All in all Chaos is such a threat that 2 sects (Daemon Hunters, Witch Hunters) of the Inquisition are dedicated to it. The last sect of Deathwatch are for the Xeno threat, all of them. Chaos is that feared and as it should be. 
Anywho down with the Emperor :laugh:


----------



## Vaz (Mar 19, 2008)

Ordo Hereticus is tasked with bringing down Rogue Psykers, Blasphemers, and Religious Dissidents. Ordo Malleus is tasked with killing the Daemonic, and those who benefit from it. Ordo Xenos is tasked with hunting the alien and those who associate with it.

So only one is ddedicated to it, but in reality, they all fight Chaos. Chaos isn't that feared, it's the Orks and the Tyranids who provide the greatest threat to the Imperium - the Chaos parties just take advantage of the wars in the Eastern Fringe to make their assaults.

Cypra Mundi itself isn't a well defended world. It has a Naval Officer academy, and 3 Naval Fighter Squadrons, with the basic defense Monitor vessels.

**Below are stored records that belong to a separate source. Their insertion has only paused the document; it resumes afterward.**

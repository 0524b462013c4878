use crate::{
    wraparound, Error, FrameFormat, NdFormat, OpaqueView, RawFormat, StridedView, View,
};

fn bytes(n: u8) -> Vec<u8> {
    (0..n).collect()
}

#[test]
fn test_frames() {
    let data = bytes(24);
    let view = OpaqueView::from_bytes(&data, [2, 3], RawFormat::new(4)).unwrap();

    assert_eq!(view.shape(), [2, 3]);
    assert_eq!(view.strides(), [12, 4]);
    assert_eq!(view.size(), 6);
    assert_eq!(view.base_view().shape(), [2, 3, 4]);
    assert!(view.has_default_strides_without_padding(0));

    let mut frame = [0u8; 4];
    view.frame_at([1, 2]).unwrap().read_into(&mut frame).unwrap();
    assert_eq!(frame, [20, 21, 22, 23]);

    let starts = view.frames().map(|f| f.as_ptr()).collect::<Vec<_>>();
    assert_eq!(starts.len(), 6);

    for (n, start) in starts.into_iter().enumerate() {
        assert_eq!(start, data[n * 4..].as_ptr());
    }
}

#[test]
fn test_sections_keep_frames_whole() {
    let data = bytes(24);
    let view = OpaqueView::from_bytes(&data, [2, 3], RawFormat::new(4)).unwrap();

    let reversed = view.section([0, 0], [2, 3], [1, -1]).unwrap();
    assert_eq!(reversed.shape(), [2, 3]);
    assert_eq!(reversed.base_view().shape(), [2, 3, 4]);
    assert_eq!(
        reversed.frame_at([0, 0]).unwrap().as_ptr(),
        view.frame_at([0, 2]).unwrap().as_ptr()
    );

    let column = view.slice(1, 1).unwrap();
    assert_eq!(column.shape(), [2]);
    assert_eq!(
        column.frame_at([1]).unwrap().as_ptr(),
        view.frame_at([1, 1]).unwrap().as_ptr()
    );

    assert_eq!(
        view.axis_section(2, 0, 2, 1),
        Err(Error::AxisOutOfRange { axis: 2, ndim: 2 })
    );

    let section = view.fcall().all().step_range(0, 3, 2).unwrap().into_view();
    assert_eq!(section.shape(), [2, 2]);
    assert_eq!(section.strides(), [12, 8]);
}

#[test]
fn test_assign_and_compare() {
    let data = bytes(24);
    let mut out = vec![0u8; 24];

    {
        let source = OpaqueView::from_bytes(&data, [2, 3], RawFormat::new(4)).unwrap();
        let reversed = source.section([0, 0], [2, 3], [-1, 1]).unwrap();

        let target = OpaqueView::from_mut_bytes(&mut out, [2, 3], RawFormat::new(4)).unwrap();
        target.assign(&reversed).unwrap();
        assert!(target.compare(&reversed).unwrap());
        assert_eq!(target, reversed);
        assert_ne!(target, source);
    }

    assert_eq!(&out[..12], &data[12..]);
    assert_eq!(&out[12..], &data[..12]);
}

#[test]
fn test_format_mismatch() {
    let data = bytes(24);

    let a = OpaqueView::from_bytes(&data, [2, 3], RawFormat::new(4)).unwrap();
    let b = OpaqueView::from_bytes(&data, [2, 3], RawFormat::new(2)).unwrap();
    assert_eq!(a.compare(&b), Err(Error::FormatMismatch { left: 4, right: 2 }));

    let c = OpaqueView::from_bytes(&data, [3, 2], RawFormat::new(4)).unwrap();
    assert_eq!(
        a.compare(&c),
        Err(Error::ShapeMismatch {
            left: vec![2, 3],
            right: vec![3, 2],
        })
    );
}

#[test]
fn test_padded_frames_ignore_padding() {
    // Two u16 elements per frame, four bytes apart.
    let format = NdFormat::new(2, 2, &[2], &[4]).unwrap();
    assert_eq!(format.frame_size(), 6);
    assert!(!format.is_contiguous());

    let a = [1, 1, 0xaa, 0xaa, 2, 2, 3, 3, 0xaa, 0xaa, 4, 4];
    let b = [1, 1, 0xbb, 0xbb, 2, 2, 3, 3, 0xbb, 0xbb, 4, 4];
    let mut c = [0u8; 12];

    {
        let a = OpaqueView::from_bytes(&a[..], [2], format).unwrap();
        let b = OpaqueView::from_bytes(&b[..], [2], format).unwrap();
        assert_eq!(a, b);

        let c = OpaqueView::from_mut_bytes(&mut c[..], [2], format).unwrap();
        c.assign(&a).unwrap();
    }

    assert_eq!(c, [1, 1, 0, 0, 2, 2, 3, 3, 0, 0, 4, 4]);
}

#[test]
fn test_transposed_frames() {
    // The same 2x2 frame of u16 stored row by row and column by column.
    let rows = NdFormat::new(2, 2, &[2, 2], &[4, 2]).unwrap();
    let columns = NdFormat::new(2, 2, &[2, 2], &[2, 4]).unwrap();
    assert!(rows.is_compatible(&columns));

    let a = [1, 1, 2, 2, 3, 3, 4, 4];
    let b = [1, 1, 3, 3, 2, 2, 4, 4];
    let mut c = [0u8; 8];
    let mut d = [0u8; 8];

    {
        let a = OpaqueView::from_bytes(&a[..], [1], rows).unwrap();
        let b = OpaqueView::from_bytes(&b[..], [1], columns).unwrap();
        assert!(a.compare(&b).unwrap());
        assert_eq!(a, b);

        let c = OpaqueView::from_mut_bytes(&mut c[..], [1], rows).unwrap();
        c.assign(&b).unwrap();

        let d = OpaqueView::from_mut_bytes(&mut d[..], [1], columns).unwrap();
        d.assign(&a).unwrap();
    }

    assert_eq!(c, a);
    assert_eq!(d, b);

    // Same frame size, different number of elements.
    let flat = NdFormat::new(2, 2, &[4], &[2]).unwrap();
    let a = OpaqueView::from_bytes(&a[..], [1], rows).unwrap();
    let e = OpaqueView::from_bytes(&b[..], [1], flat).unwrap();
    assert_eq!(a.compare(&e), Err(Error::FormatMismatch { left: 8, right: 8 }));
}

#[test]
fn test_frame_handle() {
    let mut data = vec![0u8; 24];

    {
        let view = OpaqueView::from_mut_bytes(&mut data, [2, 3], RawFormat::new(4)).unwrap();
        let frame = view.at([1, 0]).unwrap().frame_handle().unwrap();
        assert_eq!(frame.frame_size(), 4);
        assert_eq!(frame.format(), &RawFormat::new(4));
        frame.write_from(&[9, 8, 7, 6, 5]).unwrap();

        assert_eq!(
            frame.write_from(&[1, 2]),
            Err(Error::BufferTooSmall {
                required: 4,
                len: 2
            })
        );

        assert_eq!(
            frame.read_into(&mut [0u8; 3]),
            Err(Error::BufferTooSmall {
                required: 4,
                len: 3
            })
        );
    }

    assert_eq!(&data[12..16], &[9, 8, 7, 6]);
}

#[test]
fn test_padded_strides() {
    let data = bytes(18);

    // SAFETY: three frames of four bytes, six bytes apart, fit in 18 bytes.
    let view = unsafe {
        OpaqueView::<RawFormat, [isize; 1]>::with_default_strides(
            data.as_ptr() as *mut u8,
            [3],
            RawFormat::new(4),
            2,
        )
        .unwrap()
    };

    assert_eq!(view.strides(), [6]);
    assert_eq!(view.default_strides_padding(0), Some(2));
    assert!(view.has_default_strides(0));
    assert!(!view.has_default_strides_without_padding(0));

    let mut frame = [0u8; 4];
    view.frame_at([2]).unwrap().read_into(&mut frame).unwrap();
    assert_eq!(frame, [12, 13, 14, 15]);
}

#[test]
fn test_from_base() {
    let data = bytes(24);
    let base = StridedView::from_slice(&data, [2, 12]).unwrap();

    assert!(matches!(
        OpaqueView::<_, [isize; 1]>::from_base(base, RawFormat::new(4)),
        Err(Error::LayoutMismatch { .. })
    ));

    let view = OpaqueView::<_, [isize; 1]>::from_base(base, RawFormat::new(12)).unwrap();
    assert_eq!(view.shape(), [2]);
    assert_eq!(view.strides(), [12]);
}

#[test]
fn test_null() {
    let view = OpaqueView::<_, [isize; 2]>::null(RawFormat::new(4));
    assert!(view.is_null());
    assert_eq!(view.frames().count(), 0);
    assert_eq!(view.at([0, 0]).map(|_| ()), Err(Error::NullView));
    assert_eq!(view, OpaqueView::<_, [isize; 2]>::null(RawFormat::new(4)));
    assert_eq!(view.frame_at([0, 0]).map(|_| ()), Err(Error::NullView));

    let point = OpaqueView::<_, [isize; 0]>::null(RawFormat::new(4));
    assert_eq!(point.frame_handle().map(|_| ()), Err(Error::NullView));
}

#[test]
fn test_wrapped_frames() {
    let data = bytes(40);
    let view = OpaqueView::from_bytes(&data, [10], RawFormat::new(4)).unwrap();
    let ring = wraparound(view, [8], [12], [1]).unwrap();

    assert_eq!(ring.shape(), [4]);
    assert!(ring.axis_wraps(0).unwrap());

    let frame = ring.at([2]).unwrap().frame_handle().unwrap();
    assert_eq!(frame.as_ptr(), data.as_ptr());

    let frame = ring.slice(1, 0).unwrap().at([]).unwrap().frame_handle().unwrap();
    assert_eq!(frame.as_ptr(), data[36..].as_ptr());
}

#[test]
fn test_unaligned_frames() {
    let data = bytes(17);
    let format = NdFormat::contiguous::<i32>(&[2]).unwrap();

    // Frames start at an odd address.
    let view = OpaqueView::from_bytes(&data[1..], [2], format).unwrap();

    let mut frame = [0u8; 8];
    view.frame_at([1]).unwrap().read_into(&mut frame).unwrap();
    assert_eq!(frame, [9, 10, 11, 12, 13, 14, 15, 16]);

    let typed = StridedView::<i32, [isize; 2]>::from_opaque(&view).unwrap();
    assert_eq!(typed.get([1, 1]).unwrap(), i32::from_ne_bytes([13, 14, 15, 16]));
}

Not much of a match for any Capital Ship.


----------



## Khorothis (May 12, 2009)

imntdead said:


> There maybe Necron pylons; but it does not mean their location is well known.
> 
> The Imperium and the Eldar have attacked worlds in the eye; but its not like they go hey Im bored lets launch a full scale attack on chaos in their backyard its more along the lines of raids and skirmishes for them. Besides the eye ain't that bad of a place:biggrin: its not like you walk in a man and bam instant mutation then walk out a thing covered in tentacles, spikes, horns, claws, lots of eyes and who knows what else.
> 
> ...


Hmmm... DO WANT!:clapping:

Well, if the Chaos Gods wanted to win, they would have already. However, they enjoy the Game so much better than the idea of actually winning it. Whats the fun in winning the Game? You have to start it all over, if you can at all. The whole wide world is a plaything of the Chaos Gods, and the Emperor is but a 13 year old boy attempting - and utterly failing at - becoming as badass as the Dark Gods. The only reason he was not mindraped from the Warp yet is that the Gods enjoy his childish attempts. Hahahahahaaa... 

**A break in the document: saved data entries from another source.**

/// An element which can be stored in a strided view, and reinterpreted from
/// the raw bytes of an opaque frame.
///
/// Element apt types have the following guarantees:
///
/// * The type does not need to be dropped (by implementing [Copy]).
/// * Every bit pattern of the correct size is a legal value of the type, and
///   the type has no padding bytes.
///
/// # Safety
///
/// Implementor must make sure that any bit-pattern is a legal bit-pattern for
/// the implemented type.
pub unsafe trait Element: Copy + 'static {}

// Helper macro to implement [Element] for primitive types.
macro_rules! impl_primitive {
    ($($ty:ty),* $(,)?) => {
        $(unsafe impl Element for $ty {})*
    };
}

// Note: trivial integer and float implementations.
impl_primitive!(u8, u16, u32, u64, u128, usize);
impl_primitive!(i8, i16, i32, i64, i128, isize);
impl_primitive!(f32, f64);

/// Arrays of elements are packed without padding.
unsafe impl<T, const N: usize> Element for [T; N] where T: Element {}
use crate::{Result, View};

/// A view being sectioned one axis at a time, starting from axis 0.
///
/// Every operation consumes the current axis and moves on to the next one.
///
/// See [View::fcall].
///
/// ```
/// use ndview::{StridedView, View};
///
/// let data = (0u32..24).collect::<Vec<_>>();
/// let view = StridedView::from_slice(&data, [2, 3, 4])?;
///
/// let section = view.fcall().index(1)?.all().step_range(0, 4, 2)?.into_view();
/// assert_eq!(section.shape(), [1, 3, 2]);
/// assert_eq!(section.get([0, 2, 1])?, 22);
/// # Ok::<_, ndview::Error>(())
/// ```
#[derive(Clone, Debug)]
pub struct AxisCall<V> {
    view: V,
    axis: usize,
}

impl<V> AxisCall<V>
where
    V: View,
{
    /// Construct a new axis call positioned at axis 0.
    pub(crate) fn new(view: V) -> Self {
        Self { view, axis: 0 }
    }

    /// The axis the next operation applies to.
    #[inline]
    pub fn axis(&self) -> usize {
        self.axis
    }

    /// Section the current axis over `start..end`.
    pub fn range(self, start: isize, end: isize) -> Result<Self> {
        self.step_range(start, end, 1)
    }

    /// Section the current axis over `start..end` with `step`.
    pub fn step_range(self, start: isize, end: isize, step: isize) -> Result<Self> {
        let view = self.view.axis_section(self.axis, start, end, step)?;

        Ok(Self {
            view,
            axis: self.axis + 1,
        })
    }

    /// Section the current axis to the single coordinate `index`, keeping
    /// the axis with an extent of one.
    pub fn index(self, index: isize) -> Result<Self> {
        self.range(index, index + 1)
    }

    /// Leave the current axis as it is.
    pub fn all(self) -> Self {
        Self {
            view: self.view,
            axis: self.axis + 1,
        }
    }

    /// Finish, returning the sectioned view.
    #[inline]
    pub fn into_view(self) -> V {
        self.view
    }
}
//! The base strided view over typed memory.

use core::fmt;
use core::marker;
use core::mem;
use core::ptr;

use ndview_core::{
    check_axis, check_shape, stepped_len, stepped_origin, Const, Dimension, Error, Indices, Mut,
    Mutability, RemoveAxis, Result, SliceView, Span, View,
};

/// A strided view over memory holding elements of type `T`.
///
/// The view is a descriptor made up of the address of the element at the
/// origin, a shape and a set of strides. Strides are counted in **bytes**, so
/// the address of the element at coordinate `c` is
/// `start + sum(c[i] * strides[i])` byte offsets away from the start. Strides
/// may be negative (reversed axis) or zero (broadcast axis).
///
/// The view never owns the memory it describes. Copying a view copies the
/// descriptor, and two views may alias the same memory. Elements are always
/// accessed by value so aliasing views never hand out overlapping
/// references.
///
/// See [Const] and [Mut] for the mutability tag `M`.
pub struct StridedView<'a, T, D, M = Const> {
    /// Pointer to the element at the origin, null for a null view.
    ptr: *mut T,
    /// Extent along every axis.
    shape: D,
    /// Byte distance per unit step along every axis.
    strides: D,
    /// The marker indicating the lifetime and mutability of the view.
    _marker: marker::PhantomData<(&'a [T], M)>,
}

On a more serious note, the destruction of the pylons might anger the Chaos Gods. It would be like having lots of cats (with bolters and tentacles) in a small house and someone would have sealed every way out except for the chimney. After a couple of years, the place would be full of cats, catpiss, catshit, catfur, and after you run out of food, corpses of dead cats (while that might please Nurgle, it would be no fun in the long run). The Gods would be so pissed that they would rally every single Chaos worshipper and burn a great deal of the Empire around the EoT, just to teach the mortals a lesson. Needless to say, the Traitor Legions would take advantage of the situation, and blow Terra to pieces, out of pure diligence. 

Or you could say that the Lords of Terra are just too cowardly to see what would happen if they blew the pylons to smithereens. But what could you expect? They worship a corpse. I wonder what does Nurgle think about that...


----------



## Warlock in Training (Jun 10, 2008)

Vaz said:


> Ordo Hereticus is tasked with bringing down Rogue Psykers, Blasphemers, and Religious Dissidents. Ordo Malleus is tasked with killing the Daemonic, and those who benefit from it. Ordo Xenos is tasked with hunting the alien and those who associate with it.
> 
> So only one is ddedicated to it, but in reality, they all fight Chaos. Chaos isn't that feared, it's the Orks and the Tyranids who provide the greatest threat to the Imperium - the Chaos parties just take advantage of the wars in the Eastern Fringe to make their assaults.
> 
> Cypra Mundi itself isn't a well defended world. It has a Naval Officer academy, and 3 Naval Fighter Squadrons, with the basic defense Monitor vessels. Not much of a match for any Capital Ship.



Ordo Heriticus takes down Rogue Spykers in fear of there power to manipulate the warp (which is chaos) and all the Mutants and Heritics are chaos related 9 out of 10 times. They take on a more Material manefistation of Chaos and Ordo Malleius fight the Warp Manifistation (Daemons, daemons, and the occassional CSM) of Chaos. So I Consider 2 out of 3 dedicated to fight Chaos.


----------



## imntdead (Apr 21, 2008)

:laugh: "cats with bolters and tentacles" :laugh:

Ordo Hereticus fights heretics its in their name now the majority of their enemys often ends up being or is somehow aligned to chaos; but that does not make them dedicated anti-chaos. The Inquisitors of Ordo Hereticus go after those who betray the Emperor and there is no end to their interpretation of betrayal. I just bet that if some lowly peon used the toilet when he was told not to some Inquistor would hunt his ass down torture him physically and mentally and ask who his supporters were and why they dare defy the emperor. You know the Ordo Hereticus imprisons anyone who speaks out against imperial official or incites riots whatever. I just bet the Ordo Hereticus have taken more innocent lives then any other force in the 40K galaxy and thats probably why their are so many people going over to chaos at least then they can choose between all 5 gods or just one of them and do whatever instead of being stuck with the choice of worshipping some dead guy and death. Well that was a good ramble and most likely pointless oh well.


----------



## Khorothis (May 12, 2009)

@imintdead

4 gods, you mean. Theres no 5th yet, because if there were, there wouldn't be no SM and IG left to play with, if you take the lore seriously. 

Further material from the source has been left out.